:: MATERIAL PROVIDED ::
//! Enumeration of per-position chain splits.
//!
//! Given summed chain counts and one [`PositionConstraint`] per position,
//! [`ChainSplits`] lazily yields every assignment of (carbon, double bonds)
//! whose sums equal the totals. All positions but the last are free; the last
//! takes whatever remains. For two acyl positions with minimum carbon `m` the
//! raw sequence has `(C - 2m + 1) * (D + 1)` entries before the per-position
//! double-bond ceiling is applied.

use crate::core::chain::{Chain, TotalChain};
use crate::core::types::ChainKind;

/// Smallest fatty chain considered at a position
pub const DEFAULT_MIN_CARBON: u32 = 6;

/// Most double bonds a single fatty chain may carry
pub const DEFAULT_MAX_DOUBLE_BONDS: u32 = 7;

/// Allowed values at one chain position
#[derive(Debug, Clone, Copy, PartialEq, Eq)]
pub struct PositionConstraint {
    pub kind: ChainKind,
    pub min_carbon: u32,
    pub max_carbon: Option<u32>,
    pub max_double_bonds: u32,
    /// Oxidation count fixed at this position. Ignored on the last position,
    /// which receives the remainder of the total.
    pub oxidized: u32,
}

impl PositionConstraint {
    #[must_use]
    pub fn new(kind: ChainKind) -> Self {
        Self {
            kind,
            min_carbon: DEFAULT_MIN_CARBON,
            max_carbon: None,
            max_double_bonds: DEFAULT_MAX_DOUBLE_BONDS,
            oxidized: 0,
        }
    }

    #[must_use]
    pub fn acyl() -> Self {
        Self::new(ChainKind::Acyl)
    }

    #[must_use]
    pub fn alkyl() -> Self {
        Self::new(ChainKind::Alkyl)
    }

    /// Dihydroxy sphingoid base between 14 and 22 carbons
    #[must_use]
    pub fn sphingoid() -> Self {
        Self::new(ChainKind::Sphingoid)
            .with_min_carbon(14)
            .with_max_carbon(22)
            .with_max_double_bonds(3)
            .with_oxidized(2)
    }

    #[must_use]
    pub fn with_min_carbon(mut self, min_carbon: u32) -> Self {
        self.min_carbon = min_carbon;
        self
    }

    #[must_use]
    pub fn with_max_carbon(mut self, max_carbon: u32) -> Self {
        self.max_carbon = Some(max_carbon);
        self
    }

    #[must_use]
    pub fn with_max_double_bonds(mut self, max_double_bonds: u32) -> Self {
        self.max_double_bonds = max_double_bonds;
        self
    }

    #[must_use]
    pub fn with_oxidized(mut self, oxidized: u32) -> Self {
        self.oxidized = oxidized;
        self
    }

    fn admits_carbon(&self, carbon: u32) -> bool {
        carbon >= self.min_carbon && self.max_carbon.is_none_or(|max| carbon <= max)
    }
}

/// Lazy, single-pass sequence of chain splits
#[derive(Debug, Clone)]
pub struct ChainSplits<'a> {
    total: TotalChain,
    layout: &'a [PositionConstraint],
    /// (carbon, double bonds) of every position except the last
    state: Vec<(u32, u32)>,
    apply_ceiling: bool,
    started: bool,
    exhausted: bool,
}

impl<'a> ChainSplits<'a> {
    #[must_use]
    pub fn new(total: TotalChain, layout: &'a [PositionConstraint]) -> Self {
        let fixed_oxidized: u32 = layout
            .iter()
            .take(layout.len().saturating_sub(1))
            .map(|p| p.oxidized)
            .sum();
        Self {
            total,
            layout,
            state: vec![(0, 0); layout.len().saturating_sub(1)],
            apply_ceiling: true,
            started: false,
            exhausted: layout.is_empty() || fixed_oxidized > total.oxidized,
        }
    }

    /// Also yield splits that exceed a position's double-bond ceiling
    #[must_use]
    pub fn without_ceiling(mut self) -> Self {
        self.apply_ceiling = false;
        self
    }

    fn used(&self, upto: usize) -> (u32, u32) {
        self.state[..upto]
            .iter()
            .fold((0, 0), |(c, d), &(pc, pd)| (c + pc, d + pd))
    }

    /// Inclusive carbon range of free position `index` given the positions before it
    fn carbon_range(&self, index: usize) -> Option<(u32, u32)> {
        let (used_carbon, _) = self.used(index);
        let reserved: u32 = self.layout[index + 1..].iter().map(|p| p.min_carbon).sum();
        let constraint = &self.layout[index];
        let mut high = self.total.carbon.checked_sub(used_carbon + reserved)?;
        if let Some(max) = constraint.max_carbon {
            high = high.min(max);
        }
        (constraint.min_carbon <= high).then_some((constraint.min_carbon, high))
    }

    /// Highest double-bond count free position `index` may take
    fn double_bond_high(&self, index: usize) -> u32 {
        let (_, used_double_bonds) = self.used(index);
        let remaining = self.total.double_bonds.saturating_sub(used_double_bonds);
        if self.apply_ceiling {
            remaining.min(self.layout[index].max_double_bonds)
        } else {
            remaining
        }
    }

    /// Put positions `from..` at their lowest values
    fn reset_from(&mut self, from: usize) -> bool {
        for index in from..self.state.len() {
            match self.carbon_range(index) {
                Some((low, _)) => self.state[index] = (low, 0),
                None => return false,
            }
        }
        true
    }

    /// Step to the next state, carrying into earlier positions as needed
    fn increment(&mut self) -> bool {
        for index in (0..self.state.len()).rev() {
            let (carbon, double_bonds) = self.state[index];
            if double_bonds < self.double_bond_high(index) {
                self.state[index].1 += 1;
            } else if self
                .carbon_range(index)
                .is_some_and(|(_, high)| carbon < high)
            {
                self.state[index] = (carbon + 1, 0);
            } else {
                continue;
            }
            if self.reset_from(index + 1) {
                return true;
            }
        }
        false
    }

    fn current(&self) -> Option<Vec<Chain>> {
        let (used_carbon, used_double_bonds) = self.used(self.state.len());
        let last = self.layout.last()?;
        let last_carbon = self.total.carbon.checked_sub(used_carbon)?;
        let last_double_bonds = self.total.double_bonds.checked_sub(used_double_bonds)?;
        if !last.admits_carbon(last_carbon) {
            return None;
        }

        let mut chains = Vec::with_capacity(self.layout.len());
        let mut used_oxidized = 0;
        for (constraint, &(carbon, double_bonds)) in self.layout.iter().zip(&self.state) {
            if self.apply_ceiling && double_bonds > constraint.max_double_bonds {
                return None;
            }
            used_oxidized += constraint.oxidized;
            chains.push(
                Chain::new(constraint.kind, carbon, double_bonds)
                    .with_oxidized(constraint.oxidized),
            );
        }
        if self.apply_ceiling && last_double_bonds > last.max_double_bonds {
            return None;
        }
        chains.push(
            Chain::new(last.kind, last_carbon, last_double_bonds)
                .with_oxidized(self.total.oxidized - used_oxidized),
        );
        Some(chains)
    }
}

impl Iterator for ChainSplits<'_> {
    type Item = Vec<Chain>;

    fn next(&mut self) -> Option<Self::Item> {
        loop {
            if self.exhausted {
                return None;
            }
            let moved = if self.started {
                self.increment()
            } else {
                self.started = true;
                self.reset_from(0)
            };
            if !moved {
                self.exhausted = true;
                return None;
            }
            if let Some(chains) = self.current() {
                return Some(chains);
            }
        }
    }
}

/// Enumerate splits of `total` over `layout`
#[must_use]
pub fn enumerate(total: TotalChain, layout: &[PositionConstraint]) -> ChainSplits<'_> {
    ChainSplits::new(total, layout)
}

#[cfg(test)]
mod tests {
    use super::*;

    fn sums(chains: &[Chain]) -> (u32, u32, u32) {
        chains.iter().fold((0, 0, 0), |(c, d, o), chain| {
            (c + chain.carbon, d + chain.double_bonds, o + chain.oxidized)
        })
    }

    #[test]
    fn test_two_position_raw_count() {
        let layout = [PositionConstraint::acyl(), PositionConstraint::acyl()];
        for (carbon, double_bonds) in [(34, 1), (36, 4), (12, 0), (40, 12)] {
            let splits: Vec<_> = enumerate(TotalChain::new(carbon, double_bonds, 0), &layout)
                .without_ceiling()
                .collect();
            let expected = (carbon - 2 * DEFAULT_MIN_CARBON + 1) * (double_bonds + 1);
            assert_eq!(splits.len(), expected as usize, "C={carbon} D={double_bonds}");
            for chains in &splits {
                assert_eq!(sums(chains), (carbon, double_bonds, 0));
            }
        }
    }

    #[test]
    fn test_double_bond_ceiling() {
        let layout = [PositionConstraint::acyl(), PositionConstraint::acyl()];
        let total = TotalChain::new(40, 12, 0);
        let raw = enumerate(total, &layout).without_ceiling().count();
        let filtered: Vec<_> = enumerate(total, &layout).collect();
        assert!(filtered.len() < raw);
        assert!(filtered
            .iter()
            .all(|chains| chains.iter().all(|c| c.double_bonds <= DEFAULT_MAX_DOUBLE_BONDS)));
    }

    #[test]
    fn test_ceiling_limits_the_walk() {
        let layout = [PositionConstraint::acyl(), PositionConstraint::acyl()];
        let total = TotalChain::new(40, 12, 0);
        let filtered: Vec<_> = enumerate(total, &layout)
            .without_ceiling()
            .filter(|chains| chains.iter().all(|c| c.double_bonds <= DEFAULT_MAX_DOUBLE_BONDS))
            .collect();
        assert_eq!(enumerate(total, &layout).collect::<Vec<_>>(), filtered);

        // no split can hold this many double bonds; only the capped range is walked
        let start = std::time::Instant::now();
        assert_eq!(enumerate(TotalChain::new(34, 50_000_000, 0), &layout).count(), 0);
        assert!(start.elapsed() < std::time::Duration::from_secs(1));
    }

    #[test]
    fn test_too_few_carbons() {
        let layout = [PositionConstraint::acyl(), PositionConstraint::acyl()];
        assert_eq!(enumerate(TotalChain::new(10, 0, 0), &layout).count(), 0);
        assert_eq!(enumerate(TotalChain::new(34, 1, 0), &[]).count(), 0);
    }

    #[test]
    fn test_three_positions() {
        let layout = [
            PositionConstraint::acyl(),
            PositionConstraint::acyl(),
            PositionConstraint::acyl(),
        ];
        let splits: Vec<_> = enumerate(TotalChain::new(20, 1, 0), &layout).collect();
        // carbon: sn1 in 6..=8 with sn2 in 6..=(14 - sn1): 3 + 2 + 1 = 6 pairs,
        // double bond: 3 placements of one double bond
        assert_eq!(splits.len(), 18);
        for chains in &splits {
            assert_eq!(chains.len(), 3);
            assert_eq!(sums(chains), (20, 1, 0));
        }
    }

    #[test]
    fn test_single_position() {
        let layout = [PositionConstraint::acyl()];
        let splits: Vec<_> = enumerate(TotalChain::new(18, 1, 0), &layout).collect();
        assert_eq!(splits, vec![vec![Chain::acyl(18, 1)]]);
    }

    #[test]
    fn test_sphingoid_takes_fixed_oxidation() {
        let layout = [PositionConstraint::sphingoid(), PositionConstraint::acyl()];
        let splits: Vec<_> = enumerate(TotalChain::new(34, 1, 2), &layout).collect();
        assert!(splits.contains(&vec![Chain::sphingoid(18, 1, 2), Chain::acyl(16, 0)]));
        for chains in &splits {
            assert_eq!(chains[0].kind, ChainKind::Sphingoid);
            assert!((14..=22).contains(&chains[0].carbon));
            assert_eq!(chains[1].oxidized, 0);
            assert_eq!(sums(chains), (34, 1, 2));
        }

        // not enough oxidation for a dihydroxy base
        assert_eq!(enumerate(TotalChain::new(34, 1, 1), &layout).count(), 0);
    }

    #[test]
    fn test_exhausted_stays_exhausted() {
        let layout = [PositionConstraint::acyl()];
        let mut splits = enumerate(TotalChain::new(18, 0, 0), &layout);
        assert!(splits.next().is_some());
        assert!(splits.next().is_none());
        assert!(splits.next().is_none());
    }
}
:::
• [ACTIVITY]:
What are the exact lines from the beginning of the material through the line containing "one chain position"? Write out those lines alone.

• [RESPONSE]:
//! Enumeration of per-position chain splits.
//!
//! Given summed chain counts and one [`PositionConstraint`] per position,
//! [`ChainSplits`] lazily yields every assignment of (carbon, double bonds)
//! whose sums equal the totals. All positions but the last are free; the last
//! takes whatever remains. For two acyl positions with minimum carbon `m` the
//! raw sequence has `(C - 2m + 1) * (D + 1)` entries before the per-position
//! double-bond ceiling is applied.

use crate::core::chain::{Chain, TotalChain};
use crate::core::types::ChainKind;

/// Smallest fatty chain considered at a position
pub const DEFAULT_MIN_CARBON: u32 = 6;

/// Most double bonds a single fatty chain may carry
pub const DEFAULT_MAX_DOUBLE_BONDS: u32 = 7;

/// Allowed values at one chain position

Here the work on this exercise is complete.